WHAT TO DO
Please report how many lines in these records contain the string "CycleError", and give nothing besides the number.

SUPPLIED RECORDS section start

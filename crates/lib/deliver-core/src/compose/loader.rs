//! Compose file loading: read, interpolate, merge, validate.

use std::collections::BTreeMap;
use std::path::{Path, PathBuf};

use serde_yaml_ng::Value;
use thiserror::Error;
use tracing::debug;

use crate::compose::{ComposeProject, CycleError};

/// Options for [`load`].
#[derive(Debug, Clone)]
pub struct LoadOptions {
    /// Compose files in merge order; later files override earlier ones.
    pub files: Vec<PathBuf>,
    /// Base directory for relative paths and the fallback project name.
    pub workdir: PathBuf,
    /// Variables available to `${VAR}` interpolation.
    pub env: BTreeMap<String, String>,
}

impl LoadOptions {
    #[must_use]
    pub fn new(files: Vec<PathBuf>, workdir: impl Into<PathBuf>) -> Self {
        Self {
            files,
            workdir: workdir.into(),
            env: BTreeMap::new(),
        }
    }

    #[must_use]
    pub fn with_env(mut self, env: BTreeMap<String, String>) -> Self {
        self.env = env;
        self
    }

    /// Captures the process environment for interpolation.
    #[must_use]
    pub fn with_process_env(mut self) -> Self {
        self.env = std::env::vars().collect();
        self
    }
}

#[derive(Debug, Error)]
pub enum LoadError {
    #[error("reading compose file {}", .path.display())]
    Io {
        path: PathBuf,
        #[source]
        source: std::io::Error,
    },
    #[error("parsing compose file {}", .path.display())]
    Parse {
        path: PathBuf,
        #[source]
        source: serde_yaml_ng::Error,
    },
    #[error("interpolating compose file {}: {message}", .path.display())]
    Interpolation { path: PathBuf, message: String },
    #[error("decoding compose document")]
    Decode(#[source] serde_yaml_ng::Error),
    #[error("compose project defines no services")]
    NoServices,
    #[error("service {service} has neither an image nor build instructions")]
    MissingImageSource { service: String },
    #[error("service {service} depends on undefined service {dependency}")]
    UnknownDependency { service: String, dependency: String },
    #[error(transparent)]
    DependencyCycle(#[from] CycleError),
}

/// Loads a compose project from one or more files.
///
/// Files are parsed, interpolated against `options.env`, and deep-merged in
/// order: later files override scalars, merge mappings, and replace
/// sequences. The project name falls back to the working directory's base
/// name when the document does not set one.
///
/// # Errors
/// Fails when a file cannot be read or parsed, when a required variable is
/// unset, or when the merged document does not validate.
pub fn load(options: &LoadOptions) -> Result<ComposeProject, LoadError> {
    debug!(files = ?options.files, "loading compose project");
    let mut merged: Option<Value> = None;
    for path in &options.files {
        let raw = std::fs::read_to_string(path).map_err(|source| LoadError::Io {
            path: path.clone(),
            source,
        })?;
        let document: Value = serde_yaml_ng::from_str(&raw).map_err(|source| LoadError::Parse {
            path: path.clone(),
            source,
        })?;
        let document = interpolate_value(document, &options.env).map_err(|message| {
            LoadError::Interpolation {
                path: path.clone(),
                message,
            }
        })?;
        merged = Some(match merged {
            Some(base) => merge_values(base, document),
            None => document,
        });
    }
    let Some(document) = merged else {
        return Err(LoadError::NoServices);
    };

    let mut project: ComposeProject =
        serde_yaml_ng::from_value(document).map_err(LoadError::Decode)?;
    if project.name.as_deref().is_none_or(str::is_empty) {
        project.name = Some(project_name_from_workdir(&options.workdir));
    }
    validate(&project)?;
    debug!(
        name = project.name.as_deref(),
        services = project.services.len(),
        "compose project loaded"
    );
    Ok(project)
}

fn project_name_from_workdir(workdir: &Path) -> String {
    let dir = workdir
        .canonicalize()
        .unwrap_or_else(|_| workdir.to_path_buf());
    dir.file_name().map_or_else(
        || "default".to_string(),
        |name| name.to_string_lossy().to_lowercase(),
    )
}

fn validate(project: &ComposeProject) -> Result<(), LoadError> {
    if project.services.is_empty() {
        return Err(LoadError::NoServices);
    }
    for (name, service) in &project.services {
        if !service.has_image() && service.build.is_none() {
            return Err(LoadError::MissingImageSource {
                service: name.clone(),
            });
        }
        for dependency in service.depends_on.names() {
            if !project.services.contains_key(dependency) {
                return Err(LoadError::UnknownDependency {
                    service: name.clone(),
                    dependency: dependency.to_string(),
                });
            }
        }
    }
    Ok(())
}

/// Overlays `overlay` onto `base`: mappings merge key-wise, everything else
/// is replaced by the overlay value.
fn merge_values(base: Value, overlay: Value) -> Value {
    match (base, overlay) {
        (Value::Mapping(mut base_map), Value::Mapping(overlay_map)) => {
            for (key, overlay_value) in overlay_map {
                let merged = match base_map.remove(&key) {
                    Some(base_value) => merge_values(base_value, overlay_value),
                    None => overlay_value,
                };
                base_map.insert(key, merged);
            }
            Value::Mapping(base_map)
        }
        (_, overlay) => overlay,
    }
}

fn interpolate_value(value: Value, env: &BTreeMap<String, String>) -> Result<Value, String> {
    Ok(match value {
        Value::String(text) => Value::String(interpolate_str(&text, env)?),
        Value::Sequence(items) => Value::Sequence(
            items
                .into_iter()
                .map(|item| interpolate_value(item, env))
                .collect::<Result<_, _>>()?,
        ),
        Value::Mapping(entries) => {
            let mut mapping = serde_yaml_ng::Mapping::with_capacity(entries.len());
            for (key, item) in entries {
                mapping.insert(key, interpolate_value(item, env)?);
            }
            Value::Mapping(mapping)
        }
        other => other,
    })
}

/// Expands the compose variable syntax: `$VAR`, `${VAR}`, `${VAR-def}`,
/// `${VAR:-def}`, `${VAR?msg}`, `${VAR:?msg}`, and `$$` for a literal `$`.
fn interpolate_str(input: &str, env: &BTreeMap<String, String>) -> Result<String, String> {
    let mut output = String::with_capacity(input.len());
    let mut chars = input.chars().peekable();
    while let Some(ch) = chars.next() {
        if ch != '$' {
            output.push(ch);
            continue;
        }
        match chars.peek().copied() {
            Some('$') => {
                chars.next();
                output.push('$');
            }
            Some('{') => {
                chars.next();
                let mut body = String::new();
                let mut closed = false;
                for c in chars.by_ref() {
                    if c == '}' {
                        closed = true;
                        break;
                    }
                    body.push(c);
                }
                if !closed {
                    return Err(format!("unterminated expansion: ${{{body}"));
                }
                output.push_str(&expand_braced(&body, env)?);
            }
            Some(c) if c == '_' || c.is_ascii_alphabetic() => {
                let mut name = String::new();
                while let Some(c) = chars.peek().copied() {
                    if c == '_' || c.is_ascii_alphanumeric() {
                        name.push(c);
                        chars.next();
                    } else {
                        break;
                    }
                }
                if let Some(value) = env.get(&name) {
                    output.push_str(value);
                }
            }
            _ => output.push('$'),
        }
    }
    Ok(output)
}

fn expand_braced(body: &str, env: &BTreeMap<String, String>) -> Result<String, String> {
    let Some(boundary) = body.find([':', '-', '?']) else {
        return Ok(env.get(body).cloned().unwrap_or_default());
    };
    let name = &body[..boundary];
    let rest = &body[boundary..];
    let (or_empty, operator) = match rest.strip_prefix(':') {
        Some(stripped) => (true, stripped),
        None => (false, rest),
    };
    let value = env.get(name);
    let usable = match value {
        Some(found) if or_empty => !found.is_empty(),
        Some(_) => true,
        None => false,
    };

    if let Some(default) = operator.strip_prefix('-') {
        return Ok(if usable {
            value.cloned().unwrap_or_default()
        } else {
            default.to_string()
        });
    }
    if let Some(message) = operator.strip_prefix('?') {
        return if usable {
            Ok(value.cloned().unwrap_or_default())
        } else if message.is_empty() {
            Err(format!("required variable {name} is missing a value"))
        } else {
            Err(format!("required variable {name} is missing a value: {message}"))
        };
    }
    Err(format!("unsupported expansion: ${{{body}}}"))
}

SUPPLIED RECORDS section end

YOUR SOLUTION
2